NewsNews

March 2006

Car-Share Initiative Started In West Yorkshire

The first car-share lane to be built on a UK motorway has been given the go-ahead by the government.

Transport Secretary Alistair Darling has announced that the one-mile (1.6km) lane will open in 2007 at the junction of the M606 and M62 in West Yorkshire.

It will allow cars carrying more than one person priority entry from the M606 southbound onto the eastbound M62.

The £2.5m lane, on the busy route between Bradford and Leeds, will cut rush-hour journeys by eight minutes on average.
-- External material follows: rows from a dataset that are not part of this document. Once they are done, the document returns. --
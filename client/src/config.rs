//! Client configuration with TOML file support.

use alloy_primitives::Address;
use powers_rpc::RpcConfig;
use powers_types::{ChainCapabilities, ChainId};
use powers_utils::LogFormat;
use serde::{Deserialize, Serialize};
use std::path::Path;

use crate::ClientError;

/// Configuration for a [`PowersClient`](crate::PowersClient).
///
/// Loaded from a TOML file via [`ClientConfig::from_toml_file`] or built
/// programmatically. Missing keys take their defaults.
#[derive(Clone, Debug, PartialEq, Eq, Serialize, Deserialize)]
pub struct ClientConfig {
    /// JSON-RPC endpoint of the chain's node.
    #[serde(default = "default_rpc_url")]
    pub rpc_url: String,

    /// Account used for deployments. Read-only commands work without one.
    #[serde(default)]
    pub sender: Option<Address>,

    #[serde(default = "default_chain_id")]
    pub chain_id: u64,

    /// Whether the chain applies batched writes atomically. Selects the
    /// deployment wiring strategy.
    #[serde(default)]
    pub supports_atomic_batch: bool,

    #[serde(default = "default_confirmations")]
    pub confirmations: u64,

    /// Pause between sequential wiring calls, in milliseconds.
    #[serde(default)]
    pub inter_step_pause_ms: u64,

    #[serde(default = "default_request_timeout_ms")]
    pub request_timeout_ms: u64,

    #[serde(default = "default_poll_interval_ms")]
    pub poll_interval_ms: u64,

    #[serde(default = "default_confirmation_timeout_ms")]
    pub confirmation_timeout_ms: u64,

    /// Log format: "human" or "json".
    #[serde(default)]
    pub log_format: LogFormat,

    /// Log level filter: "trace", "debug", "info", "warn", "error".
    #[serde(default = "default_log_level")]
    pub log_level: String,

    /// Print the Prometheus text exposition after each command.
    #[serde(default)]
    pub enable_metrics: bool,
}

// ── Serde default helpers ──────────────────────────────────────────────

fn default_rpc_url() -> String {
    "http://127.0.0.1:8545".to_string()
}

fn default_chain_id() -> u64 {
    31337
}

fn default_confirmations() -> u64 {
    1
}

fn default_request_timeout_ms() -> u64 {
    10_000
}

fn default_poll_interval_ms() -> u64 {
    1_000
}

fn default_confirmation_timeout_ms() -> u64 {
    120_000
}

fn default_log_level() -> String {
    "info".to_string()
}

// ── Impl ───────────────────────────────────────────────────────────────

impl ClientConfig {
    pub fn from_toml_file(path: impl AsRef<Path>) -> Result<Self, ClientError> {
        let path = path.as_ref();
        let content = std::fs::read_to_string(path)
            .map_err(|e| ClientError::Config(format!("{}: {e}", path.display())))?;
        Self::from_toml_str(&content)
    }

    pub fn from_toml_str(s: &str) -> Result<Self, ClientError> {
        toml::from_str(s).map_err(|e| ClientError::Config(e.to_string()))
    }

    pub fn to_toml_string(&self) -> Result<String, ClientError> {
        toml::to_string_pretty(self).map_err(|e| ClientError::Config(e.to_string()))
    }

    pub fn chain(&self) -> ChainId {
        ChainId::new(self.chain_id)
    }

    pub fn capabilities(&self) -> ChainCapabilities {
        ChainCapabilities {
            chain_id: self.chain(),
            supports_atomic_batch: self.supports_atomic_batch,
            confirmations: self.confirmations,
            inter_step_pause_ms: self.inter_step_pause_ms,
        }
    }

    pub fn rpc(&self) -> RpcConfig {
        RpcConfig {
            url: self.rpc_url.clone(),
            sender: self.sender,
            request_timeout_ms: self.request_timeout_ms,
            poll_interval_ms: self.poll_interval_ms,
            confirmation_timeout_ms: self.confirmation_timeout_ms,
        }
    }
}

impl Default for ClientConfig {
    fn default() -> Self {
        Self {
            rpc_url: default_rpc_url(),
            sender: None,
            chain_id: default_chain_id(),
            supports_atomic_batch: false,
            confirmations: default_confirmations(),
            inter_step_pause_ms: 0,
            request_timeout_ms: default_request_timeout_ms(),
            poll_interval_ms: default_poll_interval_ms(),
            confirmation_timeout_ms: default_confirmation_timeout_ms(),
            log_format: LogFormat::default(),
            log_level: default_log_level(),
            enable_metrics: false,
        }
    }
}
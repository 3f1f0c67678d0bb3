//! Fundamental types for the Powers governance client.
//!
//! This crate defines the types shared across every other crate in the workspace:
//! law and action identifiers, calldata, action lifecycle states, law conditions,
//! organizations, and the capabilities of the chain an organization lives on.

pub mod action;
pub mod calldata;
pub mod chain;
pub mod error;
pub mod ids;
pub mod law;
pub mod organization;

pub use action::{Action, ActionState};
pub use calldata::CallData;
pub use chain::{ChainCapabilities, ChainId};
pub use error::TypesError;
pub use ids::{ActionId, LawId, RoleId};
pub use law::{Conditions, Law};
pub use organization::Organization;

pub use alloy_primitives::{Address, Bytes, B256, U256};

/// A ledger block height.
pub type BlockNumber = u64;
Single-occupant vehicles would not suffer from additional delays and should also benefit from improved journey times, the Highways Agency said.

Government plans

A second such lane will open in 2008 on the M1 between junction 7, near Hemel Hempstead, and junction 10, in Luton.

That forms part of a planned widening scheme with work, which begun on Monday, expected to take about 32 months to complete.

Theory behind car-share lanes

Car-share lanes distinguish between the single-occupancy and high-occupancy vehicles travelling on the road.

The relative rarity of high-occupancy vehicles compared to single-occupancy vehicles make car-share lanes work for the drivers who can use them. When it is un-congested, a car-share lane can move at full speed even when parallel (regular) lanes suffer delays from queuing at bottlenecks. In theory, an car-share lane moves more people per lane at a higher speed while moving fewer vehicles.

A single engine carrying multiple passengers uses less fuel per trip, saving money and creating less pollution than if each passenger drove their own car. In other words, car-share lanes are supposed to encourage people to share journeys or take public transport that utilizes the car-share lane.

Car-share lanes abroad

Car-share lanes have already been implemented in countries such as the USA, Canada and Australia.

Practises for implementing car-share lanes include:

  • Labelling of specific lanes on highways and interstates for high-occupancy only (known as car-pool lanes or diamond lanes in the United States)
  • The use of the hard-shoulder as a car-share lane (though often only used by public transport)
  • Reversible lanes – where different traffic is permitted in different directions depending on the time of day.
  • Entire roads becoming car-share only a certain times of day.

‘Slugging’

One symptom of car-share lanes that refutes the contention that car-share lanes are not effective has been the slugging phenomenon of the Washington DC metro area.

"Slugging" is the term used to describe a unique form of commuting where drivers go to pre-arranged "slug lines" and pick up commuters who need a ride. The driver shouts out his destination, and people in the line going to that destination enter the car in a first come first serve basis.

There is very specific etiquette to the system to ensure a fair, consistent, and agreeable commute for all. Slugging benefits drivers by enabling them to use the car-share lane, benefits "sluggers" by getting them rides, and benefits the community by decreasing the number of cars on the road. It however also carries most of the risks and problems of hitch-hiking.